Review/Opinion

‘How to Blow Up a Pipeline’

Would-be saboteurs (from left), Michael (Forrest Goodluck), Dwayne (Jake Weary), Rowan (Kristine Froseth), Logan (Lukas Gage), Shawn (Marcus Scribner), Xochitl (Ariela Barer), Alisha (Jayme Lawson) and Theo (Sasha Lane) plan to attack a Texas oil field in “How to Blow Up a Pipeline.”
Would-be saboteurs (from left), Michael (Forrest Goodluck), Dwayne (Jake Weary), Rowan (Kristine Froseth), Logan (Lukas Gage), Shawn (Marcus Scribner), Xochitl (Ariela Barer), Alisha (Jayme Lawson) and Theo (Sasha Lane) plan to attack a Texas oil field in “How to Blow Up a Pipeline.”

As the title suggests -- no, announces -- the makers of "How to Blow Up a Pipeline" have an agenda.

They've also managed to make a gripping movie while bellowing from their soapbox.

Director Daniel Goldhaber doesn't exactly adapt Swedish ecology professor Andreas Malm's book but instead imagines what would happen if a group of young people tried to put its principles into forceful action.

Their plan is to demolish a major Texas pipeline, and some welcome the label of "ecoterrorists" because they want to scare the rest of the world away from fossil fuels.

What makes the movie work is that their plan might not. The crew is young and vary in their expertise, and there aren't many people who have done this sort of thing on a regular basis.

Ethan Hunt and the Mission: Impossible team are unavailable.

Michael (Forrest Goodluck) is an American Indian from North Dakota who knows enough about demolition and explosives to make online tutorials.

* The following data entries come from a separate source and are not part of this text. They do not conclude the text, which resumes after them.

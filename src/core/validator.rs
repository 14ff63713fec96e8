//! Request parameter validation

use serde::Deserialize;

use crate::core::errors::ValidationError;
use crate::core::models::{CharLimit, TranslationRequest};

/// Translate parameters as they arrive, before any checks
#[derive(Debug, Clone, Default, PartialEq, Eq, Deserialize)]
pub struct RawTranslateInput {
    /// Text to translate
    pub q: Option<String>,
    /// Source language code
    pub source: Option<String>,
    /// Target language code
    pub target: Option<String>,
}

impl RawTranslateInput {
    /// Input with all three fields set
    pub fn new(q: &str, source: &str, target: &str) -> Self {
        Self {
            q: Some(q.to_string()),
            source: Some(source.to_string()),
            target: Some(target.to_string()),
        }
    }

    /// Collect `q`, `source` and `target` from key/value pairs. The first
    /// value of a repeated key wins; other keys are ignored.
    pub fn from_pairs<I>(pairs: I) -> Self
    where
        I: IntoIterator<Item = (String, String)>,
    {
        let mut input = Self::default();
        for (key, value) in pairs {
            let slot = match key.as_str() {
                "q" => &mut input.q,
                "source" => &mut input.source,
                "target" => &mut input.target,
                _ => continue,
            };
            slot.get_or_insert(value);
        }
        input
    }

    /// Fill fields missing here from `other`
    pub fn or(self, other: RawTranslateInput) -> Self {
        Self {
            q: self.q.or(other.q),
            source: self.source.or(other.source),
            target: self.target.or(other.target),
        }
    }
}

/// An absent or empty value counts as missing
fn required(value: Option<String>, field: &'static str) -> Result<String, ValidationError> {
    value
        .filter(|v| !v.is_empty())
        .ok_or(ValidationError::MissingParameter(field))
}

/// Check `q`, `source`, `target` in that order, then apply the character limit
pub fn validate(
    raw: RawTranslateInput,
    char_limit: CharLimit,
) -> Result<TranslationRequest, ValidationError> {
    let q = required(raw.q, "q")?;
    let source = required(raw.source, "source")?;
    let target = required(raw.target, "target")?;

    Ok(TranslationRequest {
        text: char_limit.apply(q),
        source_code: source,
        target_code: target,
    })
}
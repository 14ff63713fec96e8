//! Language registry: the immutable set of languages the service knows about.
//!
//! Built once at boot from the catalog and shared read-only afterwards, so
//! lookups need no locking.

use std::collections::HashMap;
use std::sync::OnceLock;

use regex::Regex;

use crate::core::errors::{Result, TranslationError};
use crate::core::models::Language;

/// Accepted shape of a language code ("en", "pt-BR", "zh-Hant")
const CODE_PATTERN: &str = r"^[a-z]{2,3}(-[A-Za-z0-9]{2,8})*$";

fn code_regex() -> &'static Regex {
    static RE: OnceLock<Regex> = OnceLock::new();
    RE.get_or_init(|| Regex::new(CODE_PATTERN).expect("language code pattern is valid"))
}

/// Check that `code` looks like a language code
pub fn is_valid_code(code: &str) -> bool {
    code_regex().is_match(code)
}

/// Registry of supported languages, in catalog order
#[derive(Debug, Clone, Default)]
pub struct LanguageRegistry {
    languages: Vec<Language>,
    index: HashMap<String, usize>,
}

impl LanguageRegistry {
    /// Build the registry, rejecting malformed or duplicate entries
    pub fn new(languages: Vec<Language>) -> Result<Self> {
        let mut index = HashMap::with_capacity(languages.len());

        for (position, language) in languages.iter().enumerate() {
            if !is_valid_code(&language.code) {
                return Err(TranslationError::ConfigError {
                    message: format!("invalid language code: '{}'", language.code),
                });
            }

            if language.name.trim().is_empty() {
                return Err(TranslationError::ConfigError {
                    message: format!("language '{}' has no name", language.code),
                });
            }

            if index.insert(language.code.clone(), position).is_some() {
                return Err(TranslationError::ConfigError {
                    message: format!("duplicate language code: '{}'", language.code),
                });
            }
        }

        Ok(Self { languages, index })
    }

    /// Look a language up by its code. Absence is not an error.
    pub fn find_by_code(&self, code: &str) -> Option<&Language> {
        self.index.get(code).map(|&position| &self.languages[position])
    }

    /// Every registered language exactly once
    pub fn list_all(&self) -> &[Language] {
        &self.languages
    }

    /// Number of registered languages
    pub fn len(&self) -> usize {
        self.languages.len()
    }

    /// Whether the catalog had no languages
    pub fn is_empty(&self) -> bool {
        self.languages.is_empty()
    }
}

#[cfg(test)]
mod tests {
    use super::*;

    fn registry() -> LanguageRegistry {
        LanguageRegistry::new(vec![
            Language::new("en", "English"),
            Language::new("es", "Spanish"),
            Language::new("zh-Hant", "Chinese (Traditional)"),
        ])
        .unwrap()
    }

    #[test]
    fn test_find_by_code() {
        let registry = registry();
        assert_eq!(registry.find_by_code("es").unwrap().name, "Spanish");
        assert_eq!(registry.find_by_code("zh-Hant").unwrap().code, "zh-Hant");
        assert!(registry.find_by_code("xx").is_none());
        assert!(registry.find_by_code("EN").is_none());
        assert!(registry.find_by_code("").is_none());
    }

    #[test]
    fn test_list_all_keeps_catalog_order() {
        let registry = registry();
        let codes: Vec<_> = registry.list_all().iter().map(|l| l.code.as_str()).collect();
        assert_eq!(codes, vec!["en", "es", "zh-Hant"]);
    }

    #[test]
    fn test_empty_registry() {
        let registry = LanguageRegistry::new(vec![]).unwrap();
        assert!(registry.is_empty());
        assert!(registry.list_all().is_empty());
        assert!(registry.find_by_code("en").is_none());
    }

    #[test]
    fn test_rejects_duplicates() {
        let result = LanguageRegistry::new(vec![
            Language::new("en", "English"),
            Language::new("en", "English again"),
        ]);
        assert!(matches!(result, Err(TranslationError::ConfigError { .. })));
    }

    #[test]
    fn test_rejects_malformed_codes() {
        for code in ["", "E", "english", "en_US", "en-"] {
            let result = LanguageRegistry::new(vec![Language::new(code, "Name")]);
            assert!(result.is_err(), "code {:?} should be rejected", code);
        }
        assert!(LanguageRegistry::new(vec![Language::new("en", "  ")]).is_err());
    }

    #[test]
    fn test_valid_codes() {
        for code in ["en", "fil", "pt-BR", "zh-Hans", "sr-Latn-RS"] {
            assert!(is_valid_code(code), "code {:?} should be accepted", code);
        }
    }
}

One wonders if he might get caught before the attack, and so far he seems better at blowing up his temper than taking out a target.

Speaking of social media influencing, a couple from Portland, Ore., named Logan (Lukas Gage) and Rowan (Kristine Frose) look as if they've stepped out of a TikTok video and spend more time doing lines than taking part in the plot.

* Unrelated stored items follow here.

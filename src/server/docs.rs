//! OpenAPI document and the Swagger UI page that renders it

use axum::{response::Html, Json};
use utoipa::OpenApi;

use crate::core::models::LanguageInfo;
use crate::server::api::{ErrorResponse, TranslateBody, TranslateResponse};

/// OpenAPI document for the translation endpoints
#[derive(OpenApi)]
#[openapi(
    info(title = "Translate Gateway", version = "1.0"),
    paths(crate::server::api::languages, crate::server::api::translate),
    components(schemas(LanguageInfo, TranslateBody, TranslateResponse, ErrorResponse)),
    tags((name = "translate", description = "Text translation"))
)]
pub struct ApiDoc;

/// Machine-readable API description
pub async fn spec() -> Json<utoipa::openapi::OpenApi> {
    Json(ApiDoc::openapi())
}

const SWAGGER_UI: &str = r##"<!DOCTYPE html>
<html lang="en">
<head>
  <meta charset="utf-8">
  <title>Translate Gateway API</title>
  <link rel="stylesheet" href="https://unpkg.com/swagger-ui-dist@5/swagger-ui.css">
</head>
<body>
  <div id="swagger-ui"></div>
  <script src="https://unpkg.com/swagger-ui-dist@5/swagger-ui-bundle.js"></script>
  <script>
    window.ui = SwaggerUIBundle({ url: "/spec", dom_id: "#swagger-ui" });
  </script>
</body>
</html>
"##;

/// Interactive docs for `/spec`
pub async fn swagger_ui() -> Html<&'static str> {
    Html(SWAGGER_UI)
}

#[cfg(test)]
mod tests {
    use super::*;

    #[test]
    fn test_spec_lists_both_routes() {
        let doc = serde_json::to_value(ApiDoc::openapi()).unwrap();
        assert_eq!(doc["info"]["title"], "Translate Gateway");
        assert_eq!(doc["info"]["version"], "1.0");
        assert!(doc["paths"]["/languages"]["get"].is_object());
        assert!(doc["paths"]["/translate"]["post"].is_object());
        assert!(doc["paths"]["/translate"]["post"]["responses"]["500"].is_object());
        assert!(doc["components"]["schemas"]["TranslateBody"].is_object());
    }

    #[test]
    fn test_swagger_page_is_complete() {
        assert!(SWAGGER_UI.contains(r##"dom_id: "#swagger-ui""##));
        assert!(SWAGGER_UI.trim_end().ends_with("</html>"));
    }
}
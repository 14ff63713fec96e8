//! Request dispatch: validation, language lookup, capability resolution and
//! the translate call, with every failure mapped to a [`DispatchError`].

use std::sync::Arc;
use tracing::{debug, warn};

use crate::core::config::CatalogConfig;
use crate::core::engine::TranslationEngine;
use crate::core::errors::{DispatchError, Result};
use crate::core::models::{CharLimit, LanguageInfo, TranslationRequest};
use crate::core::registry::LanguageRegistry;
use crate::core::resolver::CapabilityResolver;
use crate::core::validator::{self, RawTranslateInput};

/// Stateless per call; shares only immutable boot-time data
#[derive(Debug, Clone)]
pub struct Dispatcher {
    registry: Arc<LanguageRegistry>,
    resolver: Arc<CapabilityResolver>,
    char_limit: CharLimit,
}

impl Dispatcher {
    /// Wire a dispatcher from prebuilt parts
    pub fn new(
        registry: Arc<LanguageRegistry>,
        resolver: Arc<CapabilityResolver>,
        char_limit: CharLimit,
    ) -> Self {
        Self {
            registry,
            resolver,
            char_limit,
        }
    }

    /// Build the registry and resolver from a validated catalog
    pub fn from_catalog(
        catalog: &CatalogConfig,
        engine: Arc<dyn TranslationEngine>,
        char_limit: CharLimit,
    ) -> Result<Self> {
        let registry = LanguageRegistry::new(catalog.languages.clone())?;
        let resolver = CapabilityResolver::from_catalog(&registry, catalog, engine);

        Ok(Self::new(Arc::new(registry), Arc::new(resolver), char_limit))
    }

    /// Languages this dispatcher accepts
    pub fn registry(&self) -> &LanguageRegistry {
        &self.registry
    }

    /// Route selection over the installed models
    pub fn resolver(&self) -> &CapabilityResolver {
        &self.resolver
    }

    /// Limit applied to every `q`
    pub fn char_limit(&self) -> CharLimit {
        self.char_limit
    }

    /// Every registered language, annotated with the configured char limit
    pub fn languages(&self) -> Vec<LanguageInfo> {
        self.registry
            .list_all()
            .iter()
            .map(|language| LanguageInfo::new(language, self.char_limit))
            .collect()
    }

    /// Validate `raw` and translate it
    pub async fn dispatch(&self, raw: RawTranslateInput) -> std::result::Result<String, DispatchError> {
        let request = validator::validate(raw, self.char_limit)?;
        self.translate(request).await
    }

    /// Translate an already validated request
    pub async fn translate(
        &self,
        request: TranslationRequest,
    ) -> std::result::Result<String, DispatchError> {
        let source = self
            .registry
            .find_by_code(&request.source_code)
            .ok_or_else(|| DispatchError::UnsupportedLanguage(request.source_code.clone()))?;

        let target = self
            .registry
            .find_by_code(&request.target_code)
            .ok_or_else(|| DispatchError::UnsupportedLanguage(request.target_code.clone()))?;

        debug!(
            "Dispatching {} chars {} -> {}",
            request.text.chars().count(),
            source.code,
            target.code
        );

        let capability = self.resolver.resolve(source, target).map_err(|e| {
            warn!("No route for {} -> {}: {}", source.code, target.code, e);
            DispatchError::from(e)
        })?;

        capability.translate(&request.text).await.map_err(|e| {
            warn!("Translation {} -> {} failed: {}", source.code, target.code, e);
            DispatchError::from(e)
        })
    }
}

Far more committed are Shawn (Marcus Scribner), Xochitl (Ariela Barer, who wrote the script with Goldhaber and Jordan Sjol), Theo (Sasha Lane) and Theo's girlfriend Alisha (Jayme Lawson). Theo is dying from carcinogens she got from the chemicals at a nearby refinery. You can excuse her for downing booze after recovery meetings.

At first, Dwayne (Jake Weary) seems to have walked in from another movie. He and his wife pray before meals and have a large flag at their door. He's actually the most capable member of the team. He knows the terrain and works more than talks.

It's almost as if Goldhaber channeled Dwayne in the director's chair. He keeps pontificating to a minimum and the pacing brisk. In lesser films, the flashbacks might have lost viewers, but here they make the quest seem more rational even if the participants sometimes aren't. By delaying the revelations of certain characters, they come off as less self-righteous or mystifying.

Goldhaber and company have also had the decency to ask questions about the attack that strawmen would not. For example, wouldn't destroying a pipeline create a Deepwater Horizon-like disaster, negating the benefits?

They also avoid conventional villains. We don't see a corporate fat cat anywhere in the movie. The closest thing "How to Blow Up a Pipleline" has to bad guys are activists, like Michael's mother, Joanna (Irene Bedard), whose efforts are just too slow and puny to end possible extinction.

The 14-year-old in me still got to see things explode (hats off to crew working on a low budget), but I'm not so sure this is the most effective way to keep our species on the planet, either. Still, Goldhaber has enough skill to make viewers care if his motley ecowarriors don't blow themselves up in the process.